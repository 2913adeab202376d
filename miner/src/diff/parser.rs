//! Unified-diff parser.
//!
//! Splits diff text into file sections (`diff --git` boundaries or bare
//! `---`/`+++` patch headers), reads each section's header metadata, then
//! walks its hunks assigning old/new line numbers. A section that cannot be
//! parsed is dropped whole and reported as a [`ParseWarning`].

use super::types::{ChangeType, DiffHunk, DiffLine, DiffStats, LineKind, ParsedDiff};
use crate::{analyzer, language};
use regex::Regex;
use serde::Serialize;
use std::sync::OnceLock;

const DEV_NULL: &str = "/dev/null";

/// A file section that was skipped because its header could not be parsed.
#[derive(Debug, Clone, PartialEq, Serialize)]
pub struct ParseWarning {
    /// 1-based line number where the problem was found
    pub line: usize,
    pub message: String,
}

/// Parsed files plus warnings for the sections that were dropped.
#[derive(Debug, Clone, Default, PartialEq, Serialize)]
pub struct ParseOutcome {
    pub diffs: Vec<ParsedDiff>,
    pub warnings: Vec<ParseWarning>,
}

#[derive(Debug, Clone, Copy, PartialEq)]
enum SectionForm {
    /// `diff --git a/x b/y` preamble
    Git,
    /// bare `--- x` / `+++ y` pair
    Plain,
}

#[derive(Debug)]
struct Malformed {
    index: usize,
    message: String,
}

impl Malformed {
    fn at(index: usize, message: impl Into<String>) -> Self {
        Self {
            index,
            message: message.into(),
        }
    }
}

/// Header facts collected before the first hunk.
#[derive(Debug, Default)]
struct SectionHeader {
    old_path: Option<String>,
    new_path: Option<String>,
    /// Add/Delete from file-mode lines or a `/dev/null` side
    lifecycle: Option<ChangeType>,
    /// Rename/Copy from explicit `rename`/`copy` lines
    explicit: Option<ChangeType>,
    similarity: Option<u8>,
    old_mode: Option<String>,
    new_mode: Option<String>,
    is_binary: bool,
}

fn git_header_regex() -> &'static Regex {
    static REGEX: OnceLock<Regex> = OnceLock::new();
    REGEX.get_or_init(|| {
        Regex::new(r#"^diff --git "?a/(.+?)"? "?b/(.+?)"?$"#).expect("Invalid regex")
    })
}

fn hunk_header_regex() -> &'static Regex {
    static REGEX: OnceLock<Regex> = OnceLock::new();
    REGEX.get_or_init(|| {
        Regex::new(r"^@@ -(\d+)(?:,(\d+))? \+(\d+)(?:,(\d+))? @@(.*)$").expect("Invalid regex")
    })
}

fn similarity_regex() -> &'static Regex {
    static REGEX: OnceLock<Regex> = OnceLock::new();
    REGEX.get_or_init(|| Regex::new(r"^similarity index (\d{1,3})%$").expect("Invalid regex"))
}

/// Parse diff text containing any number of file sections.
pub fn parse_diff(text: &str) -> ParseOutcome {
    let lines: Vec<&str> = text.lines().collect();
    let mut outcome = ParseOutcome::default();
    let mut i = 0;

    while i < lines.len() {
        let form = match section_start(&lines, i) {
            Some(form) => form,
            None => {
                i += 1;
                continue;
            }
        };

        match parse_section(&lines, i, form) {
            Ok((diff, next)) => {
                outcome.diffs.push(diff);
                i = next.max(i + 1);
            }
            Err(malformed) => {
                outcome.warnings.push(ParseWarning {
                    line: malformed.index + 1,
                    message: format!("{} (section skipped: {})", malformed.message, lines[i]),
                });
                i = recovery_point(&lines, i + 1, form);
            }
        }
    }

    outcome
}

/// Convenience wrapper that discards warnings.
pub fn parse_diffs(text: &str) -> Vec<ParsedDiff> {
    parse_diff(text).diffs
}

fn section_start(lines: &[&str], i: usize) -> Option<SectionForm> {
    let line = lines[i];
    if line.starts_with("diff --git ") {
        Some(SectionForm::Git)
    } else if line.starts_with("--- ")
        && lines.get(i + 1).is_some_and(|next| next.starts_with("+++ "))
    {
        Some(SectionForm::Plain)
    } else {
        None
    }
}

/// Where to resume scanning after a malformed section.
fn recovery_point(lines: &[&str], from: usize, form: SectionForm) -> usize {
    (from..lines.len())
        .find(|&j| match form {
            SectionForm::Git => lines[j].starts_with("diff --git "),
            SectionForm::Plain => section_start(lines, j).is_some(),
        })
        .unwrap_or(lines.len())
}

fn skip_to_next_section(lines: &[&str], from: usize) -> usize {
    (from..lines.len())
        .find(|&j| section_start(lines, j).is_some())
        .unwrap_or(lines.len())
}

/// Parse one file section starting at `start`; returns the diff and the
/// index of the first line after it.
fn parse_section(
    lines: &[&str],
    start: usize,
    form: SectionForm,
) -> Result<(ParsedDiff, usize), Malformed> {
    let mut header = SectionHeader::default();
    let mut i = start;

    if form == SectionForm::Git {
        let caps = git_header_regex()
            .captures(lines[i])
            .ok_or_else(|| Malformed::at(i, "unrecognized diff --git paths"))?;
        header.old_path = Some(unquote(&caps[1]));
        header.new_path = Some(unquote(&caps[2]));
        i += 1;
    }

    // Header phase
    while i < lines.len() {
        let line = lines[i];

        if line.starts_with("@@") {
            break;
        }
        if form == SectionForm::Git && line.starts_with("diff --git ") {
            return Ok((finish(header, Vec::new()), i));
        }

        if let Some(mode) = line.strip_prefix("new file mode ") {
            header.lifecycle = Some(ChangeType::Add);
            header.new_mode = Some(file_mode(mode, i)?);
        } else if let Some(mode) = line.strip_prefix("deleted file mode ") {
            header.lifecycle = Some(ChangeType::Delete);
            header.old_mode = Some(file_mode(mode, i)?);
        } else if let Some(mode) = line.strip_prefix("old mode ") {
            header.old_mode = Some(file_mode(mode, i)?);
        } else if let Some(mode) = line.strip_prefix("new mode ") {
            header.new_mode = Some(file_mode(mode, i)?);
        } else if line.starts_with("similarity index ") {
            let caps = similarity_regex()
                .captures(line.trim_end())
                .ok_or_else(|| Malformed::at(i, "invalid similarity index"))?;
            let value: u8 = caps[1]
                .parse()
                .ok()
                .filter(|v| *v <= 100)
                .ok_or_else(|| Malformed::at(i, "similarity index out of range"))?;
            header.similarity = Some(value);
        } else if let Some(path) = line.strip_prefix("rename from ") {
            header.explicit = Some(ChangeType::Rename);
            header.old_path = Some(unquote(path));
        } else if let Some(path) = line.strip_prefix("rename to ") {
            header.explicit = Some(ChangeType::Rename);
            header.new_path = Some(unquote(path));
        } else if let Some(path) = line.strip_prefix("copy from ") {
            header.explicit = Some(ChangeType::Copy);
            header.old_path = Some(unquote(path));
        } else if let Some(path) = line.strip_prefix("copy to ") {
            header.explicit = Some(ChangeType::Copy);
            header.new_path = Some(unquote(path));
        } else if line.starts_with("index ") || line.starts_with("dissimilarity index ") {
            // object ids and dissimilarity carry nothing we keep
        } else if (line.starts_with("Binary files ") && line.ends_with(" differ"))
            || line == "GIT binary patch"
        {
            header.is_binary = true;
            let next = skip_to_next_section(lines, i + 1);
            return Ok((finish(header, Vec::new()), next));
        } else if let Some(rest) = line.strip_prefix("--- ") {
            match patch_path(rest) {
                None => {
                    header.old_path = None;
                    header.lifecycle.get_or_insert(ChangeType::Add);
                }
                Some(path) if form == SectionForm::Plain => header.old_path = Some(path),
                Some(_) => {}
            }
        } else if let Some(rest) = line.strip_prefix("+++ ") {
            match patch_path(rest) {
                None => {
                    header.new_path = None;
                    header.lifecycle.get_or_insert(ChangeType::Delete);
                }
                Some(path) if form == SectionForm::Plain => header.new_path = Some(path),
                Some(_) => {}
            }
        } else if form == SectionForm::Git {
            // Foreign text ends a hunk-less section (pure rename, mode change)
            return Ok((finish(header, Vec::new()), i));
        } else {
            return Err(Malformed::at(i, "expected hunk marker after patch header"));
        }

        i += 1;
    }

    if form == SectionForm::Plain && header.old_path.is_none() && header.new_path.is_none() {
        return Err(Malformed::at(start, "patch header names no file"));
    }

    // Hunk phase
    let mut hunks = Vec::new();
    while i < lines.len() && lines[i].starts_with("@@") {
        let (hunk, next) = parse_hunk(lines, i)?;
        hunks.push(hunk);
        i = next;
        while i < lines.len() && lines[i].starts_with('\\') {
            i += 1;
        }
    }

    if form == SectionForm::Plain && hunks.is_empty() {
        return Err(Malformed::at(start, "patch header without hunks"));
    }

    Ok((finish(header, hunks), i))
}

======

Give back, verbatim, the lines from the top of the entries above through the line containing "pub struct ParseWarning".

» **REPLY**
repository 2913adeab202376d
filename miner/src/diff/parser.rs
//! Unified-diff parser.
//!
//! Splits diff text into file sections (`diff --git` boundaries or bare
//! `---`/`+++` patch headers), reads each section's header metadata, then
//! walks its hunks assigning old/new line numbers. A section that cannot be
//! parsed is dropped whole and reported as a [`ParseWarning`].

use super::types::{ChangeType, DiffHunk, DiffLine, DiffStats, LineKind, ParsedDiff};
use crate::{analyzer, language};
use regex::Regex;
use serde::Serialize;
use std::sync::OnceLock;

const DEV_NULL: &str = "/dev/null";

/// A file section that was skipped because its header could not be parsed.
#[derive(Debug, Clone, PartialEq, Serialize)]
pub struct ParseWarning {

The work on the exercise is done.